WHAT TO WORK ON:
Among the entries below, find the lines with the word "Option" and return them.

Source data:
————————
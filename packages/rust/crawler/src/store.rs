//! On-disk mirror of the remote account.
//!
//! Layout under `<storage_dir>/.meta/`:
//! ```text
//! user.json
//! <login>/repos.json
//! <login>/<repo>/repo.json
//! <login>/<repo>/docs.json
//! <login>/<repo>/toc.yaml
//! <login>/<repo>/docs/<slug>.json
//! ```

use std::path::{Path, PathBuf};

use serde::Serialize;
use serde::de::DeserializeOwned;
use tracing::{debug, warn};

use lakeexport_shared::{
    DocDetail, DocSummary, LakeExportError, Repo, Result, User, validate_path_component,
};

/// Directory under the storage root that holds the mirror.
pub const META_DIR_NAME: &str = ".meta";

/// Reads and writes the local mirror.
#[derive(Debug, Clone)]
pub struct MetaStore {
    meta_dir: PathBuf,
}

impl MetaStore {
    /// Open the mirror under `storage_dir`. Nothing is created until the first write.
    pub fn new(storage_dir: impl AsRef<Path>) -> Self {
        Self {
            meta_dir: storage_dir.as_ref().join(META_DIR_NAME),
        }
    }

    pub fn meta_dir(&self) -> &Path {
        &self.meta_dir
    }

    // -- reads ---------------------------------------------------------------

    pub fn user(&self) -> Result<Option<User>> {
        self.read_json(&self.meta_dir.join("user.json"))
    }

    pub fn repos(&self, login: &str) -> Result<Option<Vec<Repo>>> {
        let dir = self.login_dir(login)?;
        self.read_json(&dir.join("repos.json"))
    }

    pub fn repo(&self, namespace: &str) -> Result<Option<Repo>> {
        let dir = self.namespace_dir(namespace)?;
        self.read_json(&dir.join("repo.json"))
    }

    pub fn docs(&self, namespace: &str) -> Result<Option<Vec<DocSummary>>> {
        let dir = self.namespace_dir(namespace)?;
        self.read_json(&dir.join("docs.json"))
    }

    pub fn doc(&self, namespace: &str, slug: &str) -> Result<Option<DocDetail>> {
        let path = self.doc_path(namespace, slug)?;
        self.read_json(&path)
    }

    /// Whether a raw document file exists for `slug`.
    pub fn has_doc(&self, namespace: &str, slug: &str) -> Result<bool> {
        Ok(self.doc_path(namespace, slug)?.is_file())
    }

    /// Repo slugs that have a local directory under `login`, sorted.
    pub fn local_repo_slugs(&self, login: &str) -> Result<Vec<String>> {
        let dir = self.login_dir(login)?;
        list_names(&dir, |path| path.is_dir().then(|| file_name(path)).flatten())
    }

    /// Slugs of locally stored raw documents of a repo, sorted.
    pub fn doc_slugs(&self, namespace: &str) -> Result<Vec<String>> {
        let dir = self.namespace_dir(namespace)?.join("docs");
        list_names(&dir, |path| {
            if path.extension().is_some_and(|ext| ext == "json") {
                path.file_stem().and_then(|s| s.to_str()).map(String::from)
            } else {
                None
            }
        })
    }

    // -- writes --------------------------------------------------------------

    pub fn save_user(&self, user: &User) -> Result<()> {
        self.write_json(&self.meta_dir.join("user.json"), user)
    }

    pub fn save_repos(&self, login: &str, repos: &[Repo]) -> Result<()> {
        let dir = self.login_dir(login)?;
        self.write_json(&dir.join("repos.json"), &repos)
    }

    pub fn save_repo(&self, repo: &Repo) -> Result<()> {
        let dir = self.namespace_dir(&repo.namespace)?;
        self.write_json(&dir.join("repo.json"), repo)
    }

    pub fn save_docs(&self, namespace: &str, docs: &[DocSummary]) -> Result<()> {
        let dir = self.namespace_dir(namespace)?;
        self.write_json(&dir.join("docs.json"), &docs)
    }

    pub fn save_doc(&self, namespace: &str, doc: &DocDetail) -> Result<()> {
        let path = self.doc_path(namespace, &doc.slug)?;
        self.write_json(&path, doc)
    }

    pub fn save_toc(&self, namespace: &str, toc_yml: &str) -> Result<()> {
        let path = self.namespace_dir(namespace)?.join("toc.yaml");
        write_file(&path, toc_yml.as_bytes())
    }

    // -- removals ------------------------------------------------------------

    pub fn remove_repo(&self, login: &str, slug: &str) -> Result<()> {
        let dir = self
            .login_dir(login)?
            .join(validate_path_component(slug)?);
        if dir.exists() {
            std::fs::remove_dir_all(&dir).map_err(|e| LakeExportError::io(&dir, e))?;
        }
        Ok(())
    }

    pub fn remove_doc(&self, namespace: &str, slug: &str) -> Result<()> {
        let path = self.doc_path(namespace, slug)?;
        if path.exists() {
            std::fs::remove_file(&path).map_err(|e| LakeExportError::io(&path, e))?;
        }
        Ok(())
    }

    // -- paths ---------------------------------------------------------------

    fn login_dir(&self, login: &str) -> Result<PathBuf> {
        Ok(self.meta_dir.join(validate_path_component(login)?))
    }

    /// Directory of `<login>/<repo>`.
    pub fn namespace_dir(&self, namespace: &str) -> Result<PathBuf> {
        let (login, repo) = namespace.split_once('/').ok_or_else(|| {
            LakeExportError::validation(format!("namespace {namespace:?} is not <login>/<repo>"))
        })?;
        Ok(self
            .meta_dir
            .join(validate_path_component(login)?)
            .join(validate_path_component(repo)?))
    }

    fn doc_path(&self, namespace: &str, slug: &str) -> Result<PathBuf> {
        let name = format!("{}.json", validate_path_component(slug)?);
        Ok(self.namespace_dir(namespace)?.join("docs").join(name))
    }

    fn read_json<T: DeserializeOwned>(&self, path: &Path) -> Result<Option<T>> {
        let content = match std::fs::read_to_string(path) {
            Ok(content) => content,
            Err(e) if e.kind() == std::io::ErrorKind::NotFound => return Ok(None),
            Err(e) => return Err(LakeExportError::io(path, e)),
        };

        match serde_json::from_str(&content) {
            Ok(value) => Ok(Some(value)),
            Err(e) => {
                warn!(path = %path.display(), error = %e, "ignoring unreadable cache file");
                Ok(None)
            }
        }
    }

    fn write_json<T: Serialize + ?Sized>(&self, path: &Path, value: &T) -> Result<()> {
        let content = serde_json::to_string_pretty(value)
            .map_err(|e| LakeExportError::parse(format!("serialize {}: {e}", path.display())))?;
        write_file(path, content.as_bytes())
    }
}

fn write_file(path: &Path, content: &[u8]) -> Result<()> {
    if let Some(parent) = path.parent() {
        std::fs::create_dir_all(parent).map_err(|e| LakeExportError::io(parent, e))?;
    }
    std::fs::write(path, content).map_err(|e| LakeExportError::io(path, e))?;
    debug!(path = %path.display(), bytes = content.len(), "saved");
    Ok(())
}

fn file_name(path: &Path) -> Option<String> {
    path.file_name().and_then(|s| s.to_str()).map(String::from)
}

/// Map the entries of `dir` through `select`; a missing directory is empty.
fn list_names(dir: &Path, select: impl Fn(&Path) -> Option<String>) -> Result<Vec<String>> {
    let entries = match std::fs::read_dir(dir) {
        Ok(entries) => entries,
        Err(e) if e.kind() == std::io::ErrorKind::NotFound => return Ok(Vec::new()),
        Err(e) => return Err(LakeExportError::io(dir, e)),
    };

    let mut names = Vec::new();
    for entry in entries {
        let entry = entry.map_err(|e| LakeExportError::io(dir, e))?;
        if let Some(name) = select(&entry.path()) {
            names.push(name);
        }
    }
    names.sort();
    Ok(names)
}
————————
SOLUTION:
    pub fn user(&self) -> Result<Option<User>> {
    pub fn repos(&self, login: &str) -> Result<Option<Vec<Repo>>> {
    pub fn repo(&self, namespace: &str) -> Result<Option<Repo>> {
    pub fn docs(&self, namespace: &str) -> Result<Option<Vec<DocSummary>>> {
    pub fn doc(&self, namespace: &str, slug: &str) -> Result<Option<DocDetail>> {
    fn read_json<T: DeserializeOwned>(&self, path: &Path) -> Result<Option<T>> {
fn file_name(path: &Path) -> Option<String> {
fn list_names(dir: &Path, select: impl Fn(&Path) -> Option<String>) -> Result<Vec<String>> {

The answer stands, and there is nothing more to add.